# Collected data
——————————

//! Price extraction.
//!
//! Candidates are collected by an ordered list of passes ([`PRICE_PASSES`]).
//! The labeled pass yields explicit-tier candidates; every other pass yields
//! normal-tier ones. The largest explicit candidate wins; without one the
//! largest candidate overall wins.

use regex::Regex;
use std::sync::LazyLock;

use super::number::{normalize_line, normalize_number};
use crate::models::Currency;

#[derive(Debug, Clone, Copy, PartialEq, Eq)]
pub enum PriceTier {
    /// Parsed from a line labeled `price` / `цена`.
    Explicit,
    Normal,
}

/// One candidate-collection strategy, tried in [`PRICE_PASSES`] order.
#[derive(Debug, Clone, Copy, PartialEq, Eq)]
pub enum PricePass {
    /// Lines mentioning `price`/`цена`: every number is a candidate.
    Labeled,
    /// Lines with a currency token, an `NNk` marker or `тыс`/`thousand`:
    /// the largest number on the line.
    CurrencyOrThousands,
    /// Lines with a currency symbol: the largest number on the line.
    BareCurrency,
    /// The first line with a currency symbol followed by 2-6 digits.
    CurrencyThenDigits,
}

pub const PRICE_PASSES: [PricePass; 4] = [
    PricePass::Labeled,
    PricePass::CurrencyOrThousands,
    PricePass::BareCurrency,
    PricePass::CurrencyThenDigits,
];

impl PricePass {
    pub fn tier(&self) -> PriceTier {
        match self {
            PricePass::Labeled => PriceTier::Explicit,
            _ => PriceTier::Normal,
        }
    }
}

#[derive(Debug, Clone, Copy, PartialEq)]
pub struct PriceMatch {
    pub value: f64,
    pub currency: Currency,
    /// Set only when the currency is USD.
    pub usd: Option<f64>,
    pub tier: PriceTier,
}

#[derive(Debug, Clone, Copy)]
struct Candidate {
    value: f64,
    currency: Currency,
    tier: PriceTier,
}

static CURRENCIES: LazyLock<Vec<(Regex, Currency)>> = LazyLock::new(|| {
    vec![
        (
            Regex::new(r"(?i)(\$|usd|\bus\s?d\b|\bдол(?:л(?:ар\w*)?)?\b)").unwrap(),
            Currency::Usd,
        ),
        (Regex::new(r"(?i)(₾|\bgel\b|\bлари\b)").unwrap(), Currency::Gel),
        (Regex::new(r"(?i)(€|\beur\b)").unwrap(), Currency::Eur),
        (Regex::new(r"(?i)(₽|\bруб\w*|\brub\b)").unwrap(), Currency::Rub),
    ]
});

// A glued `150k` always counts as thousands. A spaced `95 к` only does when a
// currency or the end of the line follows, since "к" is also a preposition.
const K_AMOUNT: &str = r"\d{2,3}(?:[kк]\b|\s+[kк](?:\s*(?:$|[$€₾₽]|usd\b|дол)))";

// The `NNk` alternatives go first so "150k" is not cut short at "150".
static AMOUNT: LazyLock<Regex> = LazyLock::new(|| {
    Regex::new(&format!(
        r"(?i){K_AMOUNT}|\d{{1,3}}(?:[.\s,'’]\d{{3}})+|\d{{3,}}|\d{{2,3}}[.,]\d{{1,2}}"
    ))
    .unwrap()
});
static K_DIGITS: LazyLock<Regex> = LazyLock::new(|| Regex::new(r"(?i)^(\d{2,3})\s*[kк]").unwrap());
static LABEL: LazyLock<Regex> = LazyLock::new(|| Regex::new(r"(?i)цена|price").unwrap());
static K_MARKER: LazyLock<Regex> =
    LazyLock::new(|| Regex::new(&format!(r"(?i)\b{K_AMOUNT}")).unwrap());
static THOUSAND_WORD: LazyLock<Regex> = LazyLock::new(|| Regex::new(r"(?i)тыс|thousand").unwrap());
static CURRENCY_SYMBOL: LazyLock<Regex> = LazyLock::new(|| Regex::new(r"[$€₾₽]").unwrap());
static SYMBOL_THEN_DIGITS: LazyLock<Regex> = LazyLock::new(|| Regex::new(r"[$€₾₽]\s*\d{2,6}").unwrap());
static SHORT_DIGITS: LazyLock<Regex> = LazyLock::new(|| Regex::new(r"\d{2,6}").unwrap());

static PER_AREA: LazyLock<Regex> = LazyLock::new(|| {
    Regex::new(r"(?i)(/\s?[mм]2|per\s?[mм]2|per\s?sqm|за\s?[mм]2|за\s?кв\.?\s?м)").unwrap()
});
static AREA_HINT: LazyLock<Regex> = LazyLock::new(|| Regex::new(r"(?i)([mм]2|кв\.?\s?м)").unwrap());

/// Whether a line quotes a unit price per area rather than a total.
pub fn is_price_per_area(line: &str) -> bool {
    let normalized = normalize_line(line);
    PER_AREA.is_match(&normalized)
        || (CURRENCY_SYMBOL.is_match(&normalized) && AREA_HINT.is_match(&normalized))
}

/// First currency whose pattern matches the line.
fn detect_currency(normalized: &str) -> Option<Currency> {
    CURRENCIES
        .iter()
        .find(|(re, _)| re.is_match(normalized))
        .map(|(_, currency)| *currency)
}

/// Parse one matched amount, honoring a `k`/`к` thousands suffix.
fn parse_amount(raw: &str) -> Option<f64> {
    if let Some(caps) = K_DIGITS.captures(raw) {
        normalize_number(&caps[1]).map(|v| v * 1000.0)
    } else {
        normalize_number(raw)
    }
}

fn amounts(line: &str) -> impl Iterator<Item = f64> + '_ {
    AMOUNT.find_iter(line).filter_map(|m| parse_amount(m.as_str()))
}

fn max_amount(line: &str) -> Option<f64> {
    amounts(line).fold(None, |best, v| match best {
        Some(b) if b >= v => Some(b),
        _ => Some(v),
    })
}

impl PricePass {
    fn collect(&self, lines: &[&str], out: &mut Vec<Candidate>) {
        let tier = self.tier();
        match self {
            PricePass::Labeled => {
                for line in lines.iter().filter(|l| LABEL.is_match(l)) {
                    if is_price_per_area(line) {
                        continue;
                    }
                    let currency = detect_currency(&normalize_line(line)).unwrap_or(Currency::Usd);
                    out.extend(amounts(line).map(|value| Candidate {
                        value,
                        currency,
                        tier,
                    }));
                }
            }
            PricePass::CurrencyOrThousands => {
                for line in lines {
                    if is_price_per_area(line) {
                        continue;
                    }
                    let normalized = normalize_line(line);
                    let currency = detect_currency(&normalized);
                    if currency.is_none() && !K_MARKER.is_match(line) && !THOUSAND_WORD.is_match(line) {
                        continue;
                    }
                    if let Some(value) = max_amount(line) {
                        out.push(Candidate {
                            value,
                            currency: currency.unwrap_or(Currency::Usd),
                            tier,
                        });
                    }
                }
            }
            PricePass::BareCurrency => {
                for line in lines {
                    if is_price_per_area(line) {
                        continue;
                    }
                    let normalized = normalize_line(line);
                    if !CURRENCY_SYMBOL.is_match(&normalized) {
                        continue;
                    }
                    if let Some(value) = max_amount(line) {
                        out.push(Candidate {
                            value,
                            currency: detect_currency(&normalized).unwrap_or(Currency::Usd),
                            tier,
                        });
                    }
                }
            }
            PricePass::CurrencyThenDigits => {
                let hit = lines.iter().find(|line| {
                    !is_price_per_area(line) && SYMBOL_THEN_DIGITS.is_match(&normalize_line(line))
                });
                if let Some(line) = hit {
                    let value = SHORT_DIGITS
                        .find(line)
                        .and_then(|m| normalize_number(m.as_str()));
                    if let Some(value) = value {
                        out.push(Candidate {
                            value,
                            currency: detect_currency(&normalize_line(line)).unwrap_or(Currency::Usd),
                            tier,
                        });
                    }
                }
            }
        }
    }
}

/// Largest value; the earliest candidate wins ties.
fn pick_largest<'a>(candidates: impl Iterator<Item = &'a Candidate>) -> Option<&'a Candidate> {
    candidates.fold(None::<&'a Candidate>, |best, c| match best {
        Some(b) if b.value >= c.value => Some(b),
        _ => Some(c),
    })
}

/// Extract the asking price from free text.
pub fn extract_price(text: &str) -> Option<PriceMatch> {
    let lines = super::split_lines(text);

    let mut candidates = Vec::new();
    for pass in PRICE_PASSES {
        pass.collect(&lines, &mut candidates);
    }

    let best = pick_largest(candidates.iter().filter(|c| c.tier == PriceTier::Explicit))
        .or_else(|| pick_largest(candidates.iter()))?;

    Some(PriceMatch {
        value: best.value,
        currency: best.currency,
        usd: (best.currency == Currency::Usd).then_some(best.value),
        tier: best.tier,
    })
}

#[cfg(test)]
mod tests {
    use super::*;

    #[test]
    fn test_labeled_usd_price() {
        let price = extract_price("Цена: $165,000\nPlaceholder line").unwrap();
        assert_eq!(price.value, 165_000.0);
        assert_eq!(price.currency, Currency::Usd);
        assert_eq!(price.usd, Some(165_000.0));
        assert_eq!(price.tier, PriceTier::Explicit);
    }

    #[test]
    fn test_explicit_line_beats_larger_amount() {
        let price = extract_price("Цена 50000$\nсосед продает за 80000$ ошибочно").unwrap();
        assert_eq!(price.value, 50_000.0);
        assert_eq!(price.tier, PriceTier::Explicit);
    }

    #[test]
    fn test_without_label_largest_wins() {
        let price = extract_price("Квартира 2+1\n75000$\nили 80 000 $ с мебелью").unwrap();
        assert_eq!(price.value, 80_000.0);
        assert_eq!(price.tier, PriceTier::Normal);
    }

    #[test]
    fn test_k_suffix() {
        let price = extract_price("Продается за 150k").unwrap();
        assert_eq!(price.value, 150_000.0);
        assert_eq!(price.currency, Currency::Usd);

        let price = extract_price("95 к долларов").unwrap();
        assert_eq!(price.value, 95_000.0);
    }

    #[test]
    fn test_spaced_k_preposition_is_not_thousands() {
        let price = extract_price("Цена 85000$, 100 к морю").unwrap();
        assert_eq!(price.value, 85_000.0);
        assert_eq!(price.currency, Currency::Usd);
        assert_eq!(price.tier, PriceTier::Explicit);

        let price = extract_price("Цена: 120 к $").unwrap();
        assert_eq!(price.value, 120_000.0);

        let price = extract_price("Продаю, 90 к").unwrap();
        assert_eq!(price.value, 90_000.0);
    }

    #[test]
    fn test_gel_has_no_usd_value() {
        let price = extract_price("Price: 250 000 ₾").unwrap();
        assert_eq!(price.value, 250_000.0);
        assert_eq!(price.currency, Currency::Gel);
        assert_eq!(price.usd, None);
    }

    #[test]
    fn test_per_area_line_ignored() {
        let price = extract_price("$1622 за м²\n$95,000").unwrap();
        assert_eq!(price.value, 95_000.0);

        assert!(is_price_per_area("$1200/m2"));
        assert!(is_price_per_area("1 500 ₾ за кв.м"));
        assert!(!is_price_per_area("Цена: $165,000"));
    }

    #[test]
    fn test_no_price() {
        assert_eq!(extract_price("Уютная квартира у парка"), None);
        assert_eq!(extract_price(""), None);
    }

    #[test]
    fn test_pass_order_is_fixed() {
        assert_eq!(PRICE_PASSES[0], PricePass::Labeled);
        assert_eq!(PRICE_PASSES[0].tier(), PriceTier::Explicit);
        assert!(PRICE_PASSES[1..].iter().all(|p| p.tier() == PriceTier::Normal));
    }
}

——————————

# Problem statement
Which lines of the records above contain the word "PriceMatch"? Copy each of them.

# Response to the task
pub struct PriceMatch {
pub fn extract_price(text: &str) -> Option<PriceMatch> {
    Some(PriceMatch {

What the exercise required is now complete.